■ Problem to solve
What is needed here is an exact transcription of the entries that follow.

■ Information

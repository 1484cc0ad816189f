//! Submission identifier generation.

use chrono::{Datelike, Local, NaiveDateTime, Timelike};

/// Build `{base}_{HH}-{MM}-{SS}_{YYYY}-{MM}-{DD}` from local wall-clock time.
///
/// Two attempts with the same base inside the same second produce the same
/// identifier.
pub fn build_identifier(base_id: &str, now: NaiveDateTime) -> String {
    // month0() is zero-based
    let month = now.month0() + 1;
    format!(
        "{}_{:02}-{:02}-{:02}_{:04}-{:02}-{:02}",
        base_id,
        now.hour(),
        now.minute(),
        now.second(),
        now.year(),
        month,
        now.day()
    )
}

/// Current local wall-clock time.
pub fn local_now() -> NaiveDateTime {
    Local::now().naive_local()
}
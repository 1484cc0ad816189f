//! Video generation over the webhook.

use async_trait::async_trait;
use reqwest::multipart::{Form, Part};
use vidform_core::{GenerationResponse, SubmissionError, SubmissionPayload, VideoGenerationApi};

use crate::WebhookClient;

/// Build the multipart body for a submission.
pub fn build_form(payload: &SubmissionPayload) -> Form {
    let mut form = Form::new();
    for (name, value) in payload.text_fields() {
        form = form.text(name, value);
    }
    for (name, media) in payload.file_fields() {
        form = form.part(
            name,
            Part::bytes(media.data().to_vec()).file_name(media.name().to_string()),
        );
    }
    form
}

#[async_trait]
impl VideoGenerationApi for WebhookClient {
    async fn submit(
        &self,
        payload: &SubmissionPayload,
    ) -> Result<GenerationResponse, SubmissionError> {
        tracing::debug!(
            video_id = %payload.video_id,
            webhook_url = %self.webhook_url(),
            "Posting multipart submission"
        );
        self.post_multipart(build_form(payload)).await
    }
}
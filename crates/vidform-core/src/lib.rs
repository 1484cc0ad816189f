//! Vidform Core Library
//!
//! This crate provides the domain models, validation, identifier generation and
//! submission workflow shared by the vidform HTTP client and front-ends.

pub mod config;
pub mod constants;
pub mod error;
pub mod hooks;
pub mod identifier;
pub mod models;
pub mod session;
pub mod submission;
pub mod validation;

// Re-export commonly used types
pub use config::ClientConfig;
pub use error::{ErrorMetadata, LogLevel, SubmissionError, ValidationError};
pub use hooks::{Notifier, ReadyNotice, VideoGenerationApi};
pub use identifier::{build_identifier, local_now};
pub use models::{
    GenerationResponse, MediaFile, MediaSlot, Orientation, SubmissionInput, SubmissionPayload,
    SubtitleMode, WorkflowPhase, WorkflowStatus,
};
pub use session::FormSession;
pub use submission::SubmissionController;
pub use validation::validate_file;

■ Response box
repository 1484cc0ad816189f
//! Submission identifier generation.

use chrono::{Datelike, Local, NaiveDateTime, Timelike};

/// Build `{base}_{HH}-{MM}-{SS}_{YYYY}-{MM}-{DD}` from local wall-clock time.
///
/// Two attempts with the same base inside the same second produce the same
/// identifier.
pub fn build_identifier(base_id: &str, now: NaiveDateTime) -> String {
    // month0() is zero-based
    let month = now.month0() + 1;
    format!(
        "{}_{:02}-{:02}-{:02}_{:04}-{:02}-{:02}",
        base_id,
        now.hour(),
        now.minute(),
        now.second(),
        now.year(),
        month,
        now.day()
    )
}

/// Current local wall-clock time.
pub fn local_now() -> NaiveDateTime {
    Local::now().naive_local()
}
repository 1484cc0ad816189f
//! Video generation over the webhook.

use async_trait::async_trait;
use reqwest::multipart::{Form, Part};
use vidform_core::{GenerationResponse, SubmissionError, SubmissionPayload, VideoGenerationApi};

use crate::WebhookClient;

/// Build the multipart body for a submission.
pub fn build_form(payload: &SubmissionPayload) -> Form {
    let mut form = Form::new();
    for (name, value) in payload.text_fields() {
        form = form.text(name, value);
    }
    for (name, media) in payload.file_fields() {
        form = form.part(
            name,
            Part::bytes(media.data().to_vec()).file_name(media.name().to_string()),
        );
    }
    form
}

#[async_trait]
impl VideoGenerationApi for WebhookClient {
    async fn submit(
        &self,
        payload: &SubmissionPayload,
    ) -> Result<GenerationResponse, SubmissionError> {
        tracing::debug!(
            video_id = %payload.video_id,
            webhook_url = %self.webhook_url(),
            "Posting multipart submission"
        );
        self.post_multipart(build_form(payload)).await
    }
}
filename crates/vidform-core/src/lib.rs
repository 1484cc0ad816189f
//! Vidform Core Library
//!
//! This crate provides the domain models, validation, identifier generation and
//! submission workflow shared by the vidform HTTP client and front-ends.

pub mod config;
pub mod constants;
pub mod error;
pub mod hooks;
pub mod identifier;
pub mod models;
pub mod session;
pub mod submission;
pub mod validation;

// Re-export commonly used types
pub use config::ClientConfig;
pub use error::{ErrorMetadata, LogLevel, SubmissionError, ValidationError};
pub use hooks::{Notifier, ReadyNotice, VideoGenerationApi};
pub use identifier::{build_identifier, local_now};
pub use models::{
    GenerationResponse, MediaFile, MediaSlot, Orientation, SubmissionInput, SubmissionPayload,
    SubtitleMode, WorkflowPhase, WorkflowStatus,
};
pub use session::FormSession;
pub use submission::SubmissionController;
pub use validation::validate_file;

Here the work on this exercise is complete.